EXERCISE DESCRIPTION »
Nothing outside the range below should be printed. Output exactly the lines from the line with "a status string" to the line with "pub mod process;", both included.
++++++++++++++++++++
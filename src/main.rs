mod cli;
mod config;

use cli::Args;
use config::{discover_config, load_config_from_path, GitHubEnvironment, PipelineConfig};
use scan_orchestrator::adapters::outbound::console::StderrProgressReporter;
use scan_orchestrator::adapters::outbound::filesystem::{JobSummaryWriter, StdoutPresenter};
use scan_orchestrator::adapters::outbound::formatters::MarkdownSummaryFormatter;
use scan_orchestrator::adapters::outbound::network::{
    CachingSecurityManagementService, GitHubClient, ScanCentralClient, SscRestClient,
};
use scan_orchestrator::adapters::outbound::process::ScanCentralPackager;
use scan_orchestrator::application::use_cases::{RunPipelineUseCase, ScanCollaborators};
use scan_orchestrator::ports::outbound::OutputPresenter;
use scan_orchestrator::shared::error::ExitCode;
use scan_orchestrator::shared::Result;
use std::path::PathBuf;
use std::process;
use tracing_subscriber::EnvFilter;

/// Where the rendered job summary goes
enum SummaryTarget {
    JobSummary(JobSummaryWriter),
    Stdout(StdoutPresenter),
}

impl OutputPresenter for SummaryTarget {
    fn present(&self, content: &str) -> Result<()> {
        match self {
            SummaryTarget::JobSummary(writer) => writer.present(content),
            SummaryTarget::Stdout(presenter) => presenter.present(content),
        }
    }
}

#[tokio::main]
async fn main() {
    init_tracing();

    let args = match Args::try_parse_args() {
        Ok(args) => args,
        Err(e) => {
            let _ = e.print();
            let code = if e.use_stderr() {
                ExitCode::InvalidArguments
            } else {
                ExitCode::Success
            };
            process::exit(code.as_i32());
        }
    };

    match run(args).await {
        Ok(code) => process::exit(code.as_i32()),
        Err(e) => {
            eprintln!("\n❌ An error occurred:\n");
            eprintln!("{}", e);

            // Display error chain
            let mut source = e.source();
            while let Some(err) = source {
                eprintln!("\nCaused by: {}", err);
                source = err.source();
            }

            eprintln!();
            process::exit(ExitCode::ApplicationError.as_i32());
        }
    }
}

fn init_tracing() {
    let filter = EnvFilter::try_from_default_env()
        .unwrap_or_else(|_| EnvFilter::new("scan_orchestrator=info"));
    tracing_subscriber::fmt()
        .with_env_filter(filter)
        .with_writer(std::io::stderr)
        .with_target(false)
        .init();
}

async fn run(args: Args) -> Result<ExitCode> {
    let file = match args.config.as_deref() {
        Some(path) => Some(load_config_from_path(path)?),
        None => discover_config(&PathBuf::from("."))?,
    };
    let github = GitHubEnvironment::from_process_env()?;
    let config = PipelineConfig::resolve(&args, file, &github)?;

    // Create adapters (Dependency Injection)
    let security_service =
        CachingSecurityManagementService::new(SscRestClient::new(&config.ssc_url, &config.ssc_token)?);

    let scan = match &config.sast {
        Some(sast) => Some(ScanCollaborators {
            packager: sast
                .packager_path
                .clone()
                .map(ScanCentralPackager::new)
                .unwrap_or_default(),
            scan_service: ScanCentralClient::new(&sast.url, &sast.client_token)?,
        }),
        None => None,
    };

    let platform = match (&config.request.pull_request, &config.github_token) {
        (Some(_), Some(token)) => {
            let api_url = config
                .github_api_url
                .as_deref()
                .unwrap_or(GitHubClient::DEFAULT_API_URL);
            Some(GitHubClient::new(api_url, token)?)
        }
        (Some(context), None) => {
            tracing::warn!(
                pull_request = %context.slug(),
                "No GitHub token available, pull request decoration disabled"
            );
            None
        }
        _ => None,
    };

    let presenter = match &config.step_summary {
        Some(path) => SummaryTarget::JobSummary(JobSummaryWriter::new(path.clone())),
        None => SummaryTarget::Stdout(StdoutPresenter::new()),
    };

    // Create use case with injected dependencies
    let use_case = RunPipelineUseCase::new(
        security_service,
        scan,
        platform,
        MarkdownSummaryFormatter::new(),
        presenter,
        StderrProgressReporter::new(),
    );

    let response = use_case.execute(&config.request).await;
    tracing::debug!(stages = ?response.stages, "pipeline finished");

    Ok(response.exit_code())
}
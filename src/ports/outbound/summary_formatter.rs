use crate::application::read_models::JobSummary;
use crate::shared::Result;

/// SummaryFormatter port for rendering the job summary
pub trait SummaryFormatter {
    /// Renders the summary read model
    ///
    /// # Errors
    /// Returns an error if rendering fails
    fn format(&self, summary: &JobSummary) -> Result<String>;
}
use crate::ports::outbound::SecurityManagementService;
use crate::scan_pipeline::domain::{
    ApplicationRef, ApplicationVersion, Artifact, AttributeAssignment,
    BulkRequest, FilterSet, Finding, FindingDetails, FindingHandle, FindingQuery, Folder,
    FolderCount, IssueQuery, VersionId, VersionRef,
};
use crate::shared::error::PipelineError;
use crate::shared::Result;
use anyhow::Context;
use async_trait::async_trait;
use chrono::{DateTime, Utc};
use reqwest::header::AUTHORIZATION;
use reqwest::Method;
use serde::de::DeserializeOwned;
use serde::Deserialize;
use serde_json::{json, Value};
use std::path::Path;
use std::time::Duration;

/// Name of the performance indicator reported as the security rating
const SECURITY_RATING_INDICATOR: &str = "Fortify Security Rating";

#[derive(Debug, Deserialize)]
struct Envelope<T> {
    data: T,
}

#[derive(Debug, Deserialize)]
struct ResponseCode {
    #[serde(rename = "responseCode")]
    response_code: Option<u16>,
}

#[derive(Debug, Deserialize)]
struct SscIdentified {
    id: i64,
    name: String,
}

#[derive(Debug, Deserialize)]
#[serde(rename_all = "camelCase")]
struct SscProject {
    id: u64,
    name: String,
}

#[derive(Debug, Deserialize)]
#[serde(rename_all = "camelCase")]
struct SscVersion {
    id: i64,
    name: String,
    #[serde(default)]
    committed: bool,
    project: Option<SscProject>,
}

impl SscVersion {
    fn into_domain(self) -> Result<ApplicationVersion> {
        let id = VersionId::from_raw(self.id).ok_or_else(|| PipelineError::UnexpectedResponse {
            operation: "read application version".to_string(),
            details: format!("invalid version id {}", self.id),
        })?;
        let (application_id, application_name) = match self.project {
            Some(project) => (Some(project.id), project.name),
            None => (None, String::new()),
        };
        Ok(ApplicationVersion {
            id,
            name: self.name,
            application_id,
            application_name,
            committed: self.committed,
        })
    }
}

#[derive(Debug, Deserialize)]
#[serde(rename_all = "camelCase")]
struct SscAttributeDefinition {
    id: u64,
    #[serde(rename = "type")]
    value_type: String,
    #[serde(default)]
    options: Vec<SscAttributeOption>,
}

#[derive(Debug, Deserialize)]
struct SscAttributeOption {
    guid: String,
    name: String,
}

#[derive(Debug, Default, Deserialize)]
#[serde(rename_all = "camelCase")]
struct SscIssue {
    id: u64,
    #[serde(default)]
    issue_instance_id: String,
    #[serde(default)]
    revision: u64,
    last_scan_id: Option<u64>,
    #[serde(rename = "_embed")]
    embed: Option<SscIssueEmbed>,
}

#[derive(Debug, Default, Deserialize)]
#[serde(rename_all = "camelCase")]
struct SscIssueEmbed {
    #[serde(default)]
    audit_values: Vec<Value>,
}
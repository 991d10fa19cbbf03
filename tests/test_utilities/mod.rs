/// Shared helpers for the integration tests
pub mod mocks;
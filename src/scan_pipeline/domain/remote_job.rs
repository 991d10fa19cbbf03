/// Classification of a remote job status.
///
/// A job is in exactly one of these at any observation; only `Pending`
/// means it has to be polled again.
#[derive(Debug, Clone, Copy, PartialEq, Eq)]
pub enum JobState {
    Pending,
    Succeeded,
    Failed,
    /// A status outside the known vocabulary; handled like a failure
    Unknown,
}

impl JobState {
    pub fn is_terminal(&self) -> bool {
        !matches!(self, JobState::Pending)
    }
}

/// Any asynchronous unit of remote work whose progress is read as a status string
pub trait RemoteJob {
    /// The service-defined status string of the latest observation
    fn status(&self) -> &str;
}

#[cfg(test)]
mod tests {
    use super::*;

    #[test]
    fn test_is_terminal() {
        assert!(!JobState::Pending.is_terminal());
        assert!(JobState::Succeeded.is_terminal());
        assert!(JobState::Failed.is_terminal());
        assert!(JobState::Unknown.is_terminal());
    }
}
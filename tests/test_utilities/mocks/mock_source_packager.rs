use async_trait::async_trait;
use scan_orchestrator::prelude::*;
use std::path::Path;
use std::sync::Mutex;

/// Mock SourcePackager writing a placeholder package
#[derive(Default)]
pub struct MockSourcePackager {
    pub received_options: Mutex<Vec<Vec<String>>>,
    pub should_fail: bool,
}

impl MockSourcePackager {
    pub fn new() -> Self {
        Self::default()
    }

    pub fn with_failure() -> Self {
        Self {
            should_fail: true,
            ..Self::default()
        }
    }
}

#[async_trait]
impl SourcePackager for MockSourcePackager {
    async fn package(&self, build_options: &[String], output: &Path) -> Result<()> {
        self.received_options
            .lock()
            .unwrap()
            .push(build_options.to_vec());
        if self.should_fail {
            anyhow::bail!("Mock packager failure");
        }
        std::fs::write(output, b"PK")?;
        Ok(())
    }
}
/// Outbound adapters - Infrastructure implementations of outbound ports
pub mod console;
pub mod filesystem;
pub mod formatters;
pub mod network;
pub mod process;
++++++++++++++++++++
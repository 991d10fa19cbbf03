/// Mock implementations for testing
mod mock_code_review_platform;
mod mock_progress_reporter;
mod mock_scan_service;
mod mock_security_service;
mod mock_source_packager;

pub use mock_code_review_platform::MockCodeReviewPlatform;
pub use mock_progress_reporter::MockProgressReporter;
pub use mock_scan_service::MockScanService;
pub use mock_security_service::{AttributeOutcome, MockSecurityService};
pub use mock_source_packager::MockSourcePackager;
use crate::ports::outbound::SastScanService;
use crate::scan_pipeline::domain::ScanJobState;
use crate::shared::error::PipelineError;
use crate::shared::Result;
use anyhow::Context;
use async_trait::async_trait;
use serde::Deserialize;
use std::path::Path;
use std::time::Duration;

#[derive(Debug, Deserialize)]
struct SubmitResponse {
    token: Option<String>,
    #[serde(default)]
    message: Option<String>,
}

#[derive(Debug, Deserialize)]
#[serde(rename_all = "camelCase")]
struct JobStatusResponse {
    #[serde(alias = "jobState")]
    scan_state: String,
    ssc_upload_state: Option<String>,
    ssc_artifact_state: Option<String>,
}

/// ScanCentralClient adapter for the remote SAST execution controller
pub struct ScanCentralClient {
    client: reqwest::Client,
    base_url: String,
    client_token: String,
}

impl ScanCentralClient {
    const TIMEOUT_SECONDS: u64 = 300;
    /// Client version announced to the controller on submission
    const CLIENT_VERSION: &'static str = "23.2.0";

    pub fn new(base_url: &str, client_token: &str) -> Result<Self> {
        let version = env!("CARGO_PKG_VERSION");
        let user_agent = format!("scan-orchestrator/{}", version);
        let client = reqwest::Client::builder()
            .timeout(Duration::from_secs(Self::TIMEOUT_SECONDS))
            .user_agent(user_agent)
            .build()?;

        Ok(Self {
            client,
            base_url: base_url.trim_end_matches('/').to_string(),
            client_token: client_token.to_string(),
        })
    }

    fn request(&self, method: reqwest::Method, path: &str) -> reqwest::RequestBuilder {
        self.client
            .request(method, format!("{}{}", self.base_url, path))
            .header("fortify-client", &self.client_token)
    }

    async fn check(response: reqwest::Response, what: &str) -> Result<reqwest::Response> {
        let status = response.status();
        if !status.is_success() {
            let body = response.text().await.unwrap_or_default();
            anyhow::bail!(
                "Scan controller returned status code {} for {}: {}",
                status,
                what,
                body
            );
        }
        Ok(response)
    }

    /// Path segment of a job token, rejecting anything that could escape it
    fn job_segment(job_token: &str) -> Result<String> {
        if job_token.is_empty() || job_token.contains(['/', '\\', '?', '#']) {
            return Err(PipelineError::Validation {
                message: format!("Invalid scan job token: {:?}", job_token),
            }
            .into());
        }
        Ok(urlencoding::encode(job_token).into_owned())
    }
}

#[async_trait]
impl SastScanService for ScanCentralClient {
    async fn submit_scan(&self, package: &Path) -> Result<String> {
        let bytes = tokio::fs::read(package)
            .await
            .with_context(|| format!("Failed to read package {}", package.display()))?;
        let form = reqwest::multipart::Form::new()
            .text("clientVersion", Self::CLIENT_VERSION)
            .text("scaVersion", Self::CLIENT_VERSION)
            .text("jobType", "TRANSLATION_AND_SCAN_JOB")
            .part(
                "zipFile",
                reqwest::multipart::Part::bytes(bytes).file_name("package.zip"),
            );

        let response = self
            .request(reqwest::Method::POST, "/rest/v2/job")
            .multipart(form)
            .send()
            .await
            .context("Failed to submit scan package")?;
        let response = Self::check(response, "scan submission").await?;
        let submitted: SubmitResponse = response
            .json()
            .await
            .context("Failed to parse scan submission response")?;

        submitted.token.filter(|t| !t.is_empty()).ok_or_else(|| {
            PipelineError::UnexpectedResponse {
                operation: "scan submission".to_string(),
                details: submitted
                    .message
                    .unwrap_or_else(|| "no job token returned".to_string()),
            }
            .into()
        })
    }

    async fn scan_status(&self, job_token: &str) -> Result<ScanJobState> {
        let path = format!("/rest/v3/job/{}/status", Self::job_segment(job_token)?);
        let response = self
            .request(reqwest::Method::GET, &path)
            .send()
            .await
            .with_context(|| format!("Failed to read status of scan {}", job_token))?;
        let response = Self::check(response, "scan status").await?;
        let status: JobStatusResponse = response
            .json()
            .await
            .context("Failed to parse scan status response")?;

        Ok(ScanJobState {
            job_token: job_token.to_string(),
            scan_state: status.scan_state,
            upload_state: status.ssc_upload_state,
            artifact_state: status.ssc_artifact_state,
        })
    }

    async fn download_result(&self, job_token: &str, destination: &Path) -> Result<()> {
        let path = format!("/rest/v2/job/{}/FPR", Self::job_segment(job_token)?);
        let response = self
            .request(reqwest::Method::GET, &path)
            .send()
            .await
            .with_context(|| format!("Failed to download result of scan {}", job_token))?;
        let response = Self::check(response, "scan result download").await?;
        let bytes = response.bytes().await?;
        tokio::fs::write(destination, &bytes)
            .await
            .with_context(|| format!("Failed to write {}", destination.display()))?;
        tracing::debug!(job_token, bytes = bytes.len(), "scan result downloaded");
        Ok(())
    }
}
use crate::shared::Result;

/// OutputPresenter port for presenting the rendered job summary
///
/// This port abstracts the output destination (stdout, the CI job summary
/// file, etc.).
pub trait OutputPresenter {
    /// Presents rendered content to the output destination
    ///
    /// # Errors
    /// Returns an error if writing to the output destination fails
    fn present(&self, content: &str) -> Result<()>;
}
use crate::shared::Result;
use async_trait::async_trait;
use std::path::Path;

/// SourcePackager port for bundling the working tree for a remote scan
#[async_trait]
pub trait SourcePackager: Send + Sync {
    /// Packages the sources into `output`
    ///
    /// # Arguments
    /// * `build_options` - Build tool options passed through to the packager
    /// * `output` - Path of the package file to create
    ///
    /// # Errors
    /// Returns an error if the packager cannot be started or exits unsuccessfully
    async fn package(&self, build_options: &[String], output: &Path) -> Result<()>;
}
++++++++++++++++++++
RESPONSE TO THIS TASK »
/// Any asynchronous unit of remote work whose progress is read as a status string
pub trait RemoteJob {
    /// The service-defined status string of the latest observation
    fn status(&self) -> &str;
}

#[cfg(test)]
mod tests {
    use super::*;

    #[test]
    fn test_is_terminal() {
        assert!(!JobState::Pending.is_terminal());
        assert!(JobState::Succeeded.is_terminal());
        assert!(JobState::Failed.is_terminal());
        assert!(JobState::Unknown.is_terminal());
    }
}
filename tests/test_utilities/mocks/mock_source_packager.rs
use async_trait::async_trait;
use scan_orchestrator::prelude::*;
use std::path::Path;
use std::sync::Mutex;

/// Mock SourcePackager writing a placeholder package
#[derive(Default)]
pub struct MockSourcePackager {
    pub received_options: Mutex<Vec<Vec<String>>>,
    pub should_fail: bool,
}

impl MockSourcePackager {
    pub fn new() -> Self {
        Self::default()
    }

    pub fn with_failure() -> Self {
        Self {
            should_fail: true,
            ..Self::default()
        }
    }
}

#[async_trait]
impl SourcePackager for MockSourcePackager {
    async fn package(&self, build_options: &[String], output: &Path) -> Result<()> {
        self.received_options
            .lock()
            .unwrap()
            .push(build_options.to_vec());
        if self.should_fail {
            anyhow::bail!("Mock packager failure");
        }
        std::fs::write(output, b"PK")?;
        Ok(())
    }
}
/// Outbound adapters - Infrastructure implementations of outbound ports
pub mod console;
pub mod filesystem;
pub mod formatters;
pub mod network;
pub mod process;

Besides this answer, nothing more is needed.